Krisis Global, Karet Tetap Eksis
30 Maret 2009 Admin Website Artikel 487
Kepala Sub Dinas Produksi Disbun Kukar Sampun Samsuri dalam sosialisasinya mengatakan, tanaman karet meski krisis keuangan global melanda, tetep saja eksis karena kebutuhan karet di dunia sangat besar.

#img1# "Karet akan tetap dicari oleh pembeli, karena semua peralatan rumah dan perlengkapan lainnya memerlukan karet, terutama produksi ban yang memerlukan kebutuhan karet sangat besar," ujar Sampun saat sosialisasi di hadapan anggota Kelompok Tani Baru Mandiri, Selasa (24/3) malam lalu.

Dikatakan, iklim di Indonesia, termasuk wilayah Tabang cocok untuk penanaman karet, karena merupakan hutan hujan tropis. Maka Disbun Kukar melakukan studi pembelajaran awal pembibitan karet. "Jika dipelihara dengan baik, maka pada umur lima tahun pohon karet sudah bisa disadap, lalu kita sudah bisa menikmati hasilnya," paparnya.

Misalnya, jika seorang petani memiliki lahan karet sehektare, maka akan menghasilkan 20 kg lem (getah karet yang sudah mengeras) per harinya. "Harga lem per kilo saat ini Rp 8 ribu, jika sehari Anda menghasilkan 20 kilo lem berarti sehari petani bisa menghasilkan Rp 160 ribu," katanya.

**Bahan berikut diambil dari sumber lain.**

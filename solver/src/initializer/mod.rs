mod pinning;
mod position;

pub use pinning::*;
pub use position::*;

Dengan begitu, taraf hidup petani bisa meningkat, sesuai pilar pembangunan Pemkab Kukar yang salah satunya adalah pengembangan sektor pertanian dalam arti luas. Disbun Kukar akan memberikan bantuan kepada kelompok tani yang ingin menanam karet, seperti pada Kelompok Tani Baru Mandiri tersebut. Bantuan itu antara lain bibit karet unggul jenis okulasi, pupuk, peralatan perawatan tanaman, mesin pompa air, serta uang untuk perawatan pembibitan karet.

"Untuk itu kelompok tani harus menyiapkan lahan setengah hektare untuk pembibitan terlebih dahulu," ujarnya.

Selanjutnya Sampun Samsuri didampingi staf Disbun lainnya, menjelaskan cara pembibitan karet serta perawatannya. Setelah itu dilanjutkan dengan tanya jawab dengan canggota kelompok tani.Setelah itu Sampun berharap kepada petani, jika bibit dan bantuan sudah diterima, supaya dikelola sebaik-baiknya dan selalu berkoordinasi dengan staf Disbun setempat.
JANGAN DIJUAL

Sosialisasi pembibitan karet oleh Dinas Perkebunan (Disbun) Pemkab Kukar di Tabang, dihadiri Asisten I Setkab Kukar HM Ghufron Yusuf. Dalam sambutannya, ia mengatakan sektor perkebunan termasuk salah satu program unggulan Pemkab Kukar yang tertuang dalam program Gerbang Dayaku, khususnya pada pilar peningkatan pertanian dalam arti luas.

Dengan mengembangkan sektor pertanian ini, Pemkab Kukar bertekad meningkatkan kesejahteraan masyarakatnya sesuai dengan kondisi alam di desa masing-masing. "Pemerintah akan meningkatkan sektor pertanian dalam arti luas itu, sesuai dengan kondisi alam suatu daerah. Di Tabang misalnya, cocok untuk perkebunan karet, maka Disbun akan menggalakkan penanaman karet di sini," ujarnya.

Untuk itu, petani harus bersabar menunggu tanaman karet yang hasilnya baru bisa dinikmati lima tahun ke depan. "Jangan sampai karena tidak sabar menunggu hasilnya, kebunnya dijual. Hal itu sangat merugikan sekali pada petani," imbaunya.

Ghufron meminta aparat kecamatan dan Disbun setempat, serta Penyuluh Pertanian Lapangan (PPL) untuk memantau perkebunan karet itu nantinya. Agar bisa berjalan dengan baik sampai petani bisa menikmati hasilnya.